[Dataset entries]
- - - - - - -

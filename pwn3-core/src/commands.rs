//! Chat Command Parser
//!
//! Turns a line typed into the in-game chat into a [`ChatCommand`].
//!
//! # Matching
//!
//! Commands match on an exact byte prefix: no trimming, no case folding. The
//! table is tested top to bottom and the first hit wins, so `"!js 5"` is a
//! freeze toggle and `"tpX 1 2 3"` is nothing at all.
//!
//! | Prefix | Arguments | Command |
//! |--------|-----------|---------|
//! | `tp `  | `x y z`   | [`ChatCommand::Teleport`] |
//! | `tz `  | `dz`      | [`ChatCommand::RaiseZ`] |
//! | `!`    | ignored   | [`ChatCommand::ToggleFreeze`] |
//! | `js `  | `speed`   | [`ChatCommand::SetJumpSpeed`] |
//! | `ws `  | `speed`   | [`ChatCommand::SetWalkSpeed`] |
//! | `gp`   | ignored   | [`ChatCommand::PrintPosition`] |
//!
//! # Arguments
//!
//! Numbers are scanned like C `%f`: leading whitespace skipped, the longest
//! prefix that is a valid float consumed, scanning stops at the first
//! argument that is not a number. Hexadecimal floats such as `0x10` or
//! `0x1.8p1` are accepted too. An argument that could not be scanned is
//! `None` and the command leaves the corresponding value alone.

use crate::math::Vector3;

/// A recognised chat command with its scanned arguments.
#[derive(Debug, Clone, Copy, PartialEq)]
pub enum ChatCommand {
    /// Absolute teleport. Components past the first unscannable one are `None`.
    Teleport([Option<f32>; 3]),
    /// Relative vertical move.
    RaiseZ(Option<f32>),
    ToggleFreeze,
    SetJumpSpeed(Option<f32>),
    SetWalkSpeed(Option<f32>),
    PrintPosition,
}

impl ChatCommand {
    /// Parse a chat line. `None` means the line is not a command.
    pub fn parse(message: &str) -> Option<ChatCommand> {
        if let Some(args) = message.strip_prefix("tp ") {
            let mut scanner = FloatScanner::new(args);
            let x = scanner.next_float();
            let y = x.and_then(|_| scanner.next_float());
            let z = y.and_then(|_| scanner.next_float());
            Some(ChatCommand::Teleport([x, y, z]))
        } else if let Some(args) = message.strip_prefix("tz ") {
            Some(ChatCommand::RaiseZ(FloatScanner::new(args).next_float()))
        } else if message.starts_with('!') {
            Some(ChatCommand::ToggleFreeze)
        } else if let Some(args) = message.strip_prefix("js ") {
            Some(ChatCommand::SetJumpSpeed(FloatScanner::new(args).next_float()))
        } else if let Some(args) = message.strip_prefix("ws ") {
            Some(ChatCommand::SetWalkSpeed(FloatScanner::new(args).next_float()))
        } else if message.starts_with("gp") {
            Some(ChatCommand::PrintPosition)
        } else {
            None
        }
    }

    /// Whether every argument the command takes was scanned.
    pub fn is_complete(&self) -> bool {
        match self {
            ChatCommand::Teleport(coords) => coords.iter().all(Option::is_some),
            ChatCommand::RaiseZ(v) | ChatCommand::SetJumpSpeed(v) | ChatCommand::SetWalkSpeed(v) => {
                v.is_some()
            }
            ChatCommand::ToggleFreeze | ChatCommand::PrintPosition => true,
        }
    }
}

/// Teleport destination from scanned components, keeping `current` for the
/// ones that were not scanned. `None` when nothing was scanned.
pub fn teleport_target(coords: [Option<f32>; 3], current: Vector3) -> Option<Vector3> {
    if coords.iter().all(Option::is_none) {
        return None;
    }
    Some(Vector3::new(
        coords[0].unwrap_or(current.x),
        coords[1].unwrap_or(current.y),
        coords[2].unwrap_or(current.z),
    ))
}

/// Sequential `%f`-style float scanner over a string.
#[derive(Debug, Clone)]
pub struct FloatScanner<'a> {
    rest: &'a str,
}

impl<'a> FloatScanner<'a> {
    pub fn new(input: &'a str) -> Self {
        Self { rest: input }
    }

    /// Scan the next float, or `None` if the input at the cursor does not
    /// start with one. A failed scan does not advance, so every later call
    /// fails too.
    pub fn next_float(&mut self) -> Option<f32> {
        let trimmed = self.rest.trim_start();
        let token_end = trimmed
            .find(char::is_whitespace)
            .unwrap_or(trimmed.len());
        let token = &trimmed[..token_end];

        if let Some((value, end)) = scan_hex_float(token) {
            self.rest = &trimmed[end..];
            return Some(value);
        }
        for end in (1..=token.len()).rev() {
            if !token.is_char_boundary(end) {
                continue;
            }
            if let Ok(value) = token[..end].parse::<f32>() {
                self.rest = &trimmed[end..];
                return Some(value);
            }
        }
        None
    }
}

/// Hexadecimal float at the start of `token`, with the number of bytes it
/// spans. `0x` with no hex digit after it is not one.
fn scan_hex_float(token: &str) -> Option<(f32, usize)> {
    let bytes = token.as_bytes();
    let mut pos = 0;
    let negative = match bytes.first() {
        Some(b'-') => {
            pos += 1;
            true
        }
        Some(b'+') => {
            pos += 1;
            false
        }
        _ => false,
    };
    if !matches!(bytes.get(pos..pos + 2), Some([b'0', b'x' | b'X'])) {
        return None;
    }
    pos += 2;

    let mut mantissa = 0f64;
    let mut exponent = 0i32;
    let mut digits = 0;
    let mut seen_point = false;
    while let Some(&byte) = bytes.get(pos) {
        if byte == b'.' && !seen_point {
            seen_point = true;
        } else if let Some(digit) = char::from(byte).to_digit(16) {
            mantissa = mantissa * 16.0 + f64::from(digit);
            if seen_point {
                exponent = exponent.saturating_sub(4);
            }
            digits += 1;
        } else {
            break;
        }
        pos += 1;
    }
    if digits == 0 {
        return None;
    }

    // Binary exponent, only taken when at least one digit follows.
    if let Some(b'p' | b'P') = bytes.get(pos) {
        let mut end = pos + 1;
        let exp_negative = match bytes.get(end) {
            Some(b'-') => {
                end += 1;
                true
            }
            Some(b'+') => {
                end += 1;
                false
            }
            _ => false,
        };
        let start = end;
        let mut power = 0i32;
        while let Some(&digit) = bytes.get(end).filter(|b| b.is_ascii_digit()) {
            power = power.saturating_mul(10).saturating_add(i32::from(digit - b'0'));
            end += 1;
        }
        if end > start {
            let power = if exp_negative { -power } else { power };
            exponent = exponent.saturating_add(power);
            pos = end;
        }
    }

    let value = mantissa * 2f64.powi(exponent);
    let value = if negative { -value } else { value };
    Some((value as f32, pos))
}

#[cfg(test)]
mod tests {
    use super::*;

    #[test]
    fn test_prefix_table() {
        assert_eq!(
            ChatCommand::parse("tp 1 2 3"),
            Some(ChatCommand::Teleport([Some(1.0), Some(2.0), Some(3.0)]))
        );
        assert_eq!(ChatCommand::parse("tz -4.5"), Some(ChatCommand::RaiseZ(Some(-4.5))));
        assert_eq!(ChatCommand::parse("!"), Some(ChatCommand::ToggleFreeze));
        assert_eq!(ChatCommand::parse("!anything"), Some(ChatCommand::ToggleFreeze));
        assert_eq!(ChatCommand::parse("js 7"), Some(ChatCommand::SetJumpSpeed(Some(7.0))));
        assert_eq!(ChatCommand::parse("ws 5"), Some(ChatCommand::SetWalkSpeed(Some(5.0))));
        assert_eq!(ChatCommand::parse("gp"), Some(ChatCommand::PrintPosition));
        assert_eq!(ChatCommand::parse("gpx"), Some(ChatCommand::PrintPosition));
    }

    #[test]
    fn test_prefix_is_exact() {
        assert_eq!(ChatCommand::parse("tpX 1 2 3"), None);
        assert_eq!(ChatCommand::parse("tp"), None);
        assert_eq!(ChatCommand::parse(" tp 1 2 3"), None);
        assert_eq!(ChatCommand::parse("TP 1 2 3"), None);
        assert_eq!(ChatCommand::parse("g"), None);
        assert_eq!(ChatCommand::parse(""), None);
        assert_eq!(ChatCommand::parse("hello"), None);
    }

    #[test]
    fn test_scanner_is_permissive() {
        assert_eq!(ChatCommand::parse("ws 5abc"), Some(ChatCommand::SetWalkSpeed(Some(5.0))));
        assert_eq!(ChatCommand::parse("ws   12"), Some(ChatCommand::SetWalkSpeed(Some(12.0))));
        assert_eq!(ChatCommand::parse("ws 1e3"), Some(ChatCommand::SetWalkSpeed(Some(1000.0))));
        assert_eq!(ChatCommand::parse("ws 1e"), Some(ChatCommand::SetWalkSpeed(Some(1.0))));
        assert_eq!(ChatCommand::parse("ws abc"), Some(ChatCommand::SetWalkSpeed(None)));
        assert_eq!(ChatCommand::parse("ws "), Some(ChatCommand::SetWalkSpeed(None)));
        assert_eq!(ChatCommand::parse("js 3 9 9"), Some(ChatCommand::SetJumpSpeed(Some(3.0))));
    }

    #[test]
    fn test_teleport_stops_at_first_bad_component() {
        assert_eq!(
            ChatCommand::parse("tp 1 x 3"),
            Some(ChatCommand::Teleport([Some(1.0), None, None]))
        );
        assert_eq!(
            ChatCommand::parse("tp 1 2"),
            Some(ChatCommand::Teleport([Some(1.0), Some(2.0), None]))
        );
        assert!(!ChatCommand::parse("tp 1 2").unwrap().is_complete());
        assert!(ChatCommand::parse("tp 1 2 3 4").unwrap().is_complete());
    }

    #[test]
    fn test_scanner_sticky_failure() {
        let mut scanner = FloatScanner::new("1.5 nope 2");
        assert_eq!(scanner.next_float(), Some(1.5));
        assert_eq!(scanner.next_float(), None);
        assert_eq!(scanner.next_float(), None);
    }

    #[test]
    fn test_scanner_reads_hex_floats() {
        assert_eq!(ChatCommand::parse("ws 0x10"), Some(ChatCommand::SetWalkSpeed(Some(16.0))));
        assert_eq!(ChatCommand::parse("js 0X1.8p1"), Some(ChatCommand::SetJumpSpeed(Some(3.0))));
        assert_eq!(ChatCommand::parse("tz -0x.8"), Some(ChatCommand::RaiseZ(Some(-0.5))));
        assert_eq!(ChatCommand::parse("ws 0x1p-2"), Some(ChatCommand::SetWalkSpeed(Some(0.25))));
        assert_eq!(
            ChatCommand::parse("tp 0x10 0x20p0 0xff"),
            Some(ChatCommand::Teleport([Some(16.0), Some(32.0), Some(255.0)]))
        );
    }

    #[test]
    fn test_hex_float_edges() {
        // No hex digit: only the leading zero is a number.
        assert_eq!(ChatCommand::parse("ws 0x"), Some(ChatCommand::SetWalkSpeed(Some(0.0))));
        assert_eq!(ChatCommand::parse("ws 0xg"), Some(ChatCommand::SetWalkSpeed(Some(0.0))));
        // Exponent marker without digits is left unscanned.
        assert_eq!(ChatCommand::parse("ws 0x2p"), Some(ChatCommand::SetWalkSpeed(Some(2.0))));
        assert_eq!(ChatCommand::parse("ws 0x2pz"), Some(ChatCommand::SetWalkSpeed(Some(2.0))));

        let mut scanner = FloatScanner::new("0x1p4q 7");
        assert_eq!(scanner.next_float(), Some(16.0));
        assert_eq!(scanner.next_float(), None);
    }

    #[test]
    fn test_teleport_target_keeps_unscanned() {
        let current = Vector3::new(7.0, 8.0, 9.0);
        assert_eq!(teleport_target([None, None, None], current), None);
        assert_eq!(
            teleport_target([Some(1.0), None, None], current),
            Some(Vector3::new(1.0, 8.0, 9.0))
        );
        assert_eq!(
            teleport_target([Some(1.0), Some(2.0), Some(3.0)], current),
            Some(Vector3::new(1.0, 2.0, 3.0))
        );
    }
}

- - - - - - -

Work to complete: Gather all lines of the records that include the word "impl".

The completed task:
impl ChatCommand {
impl<'a> FloatScanner<'a> {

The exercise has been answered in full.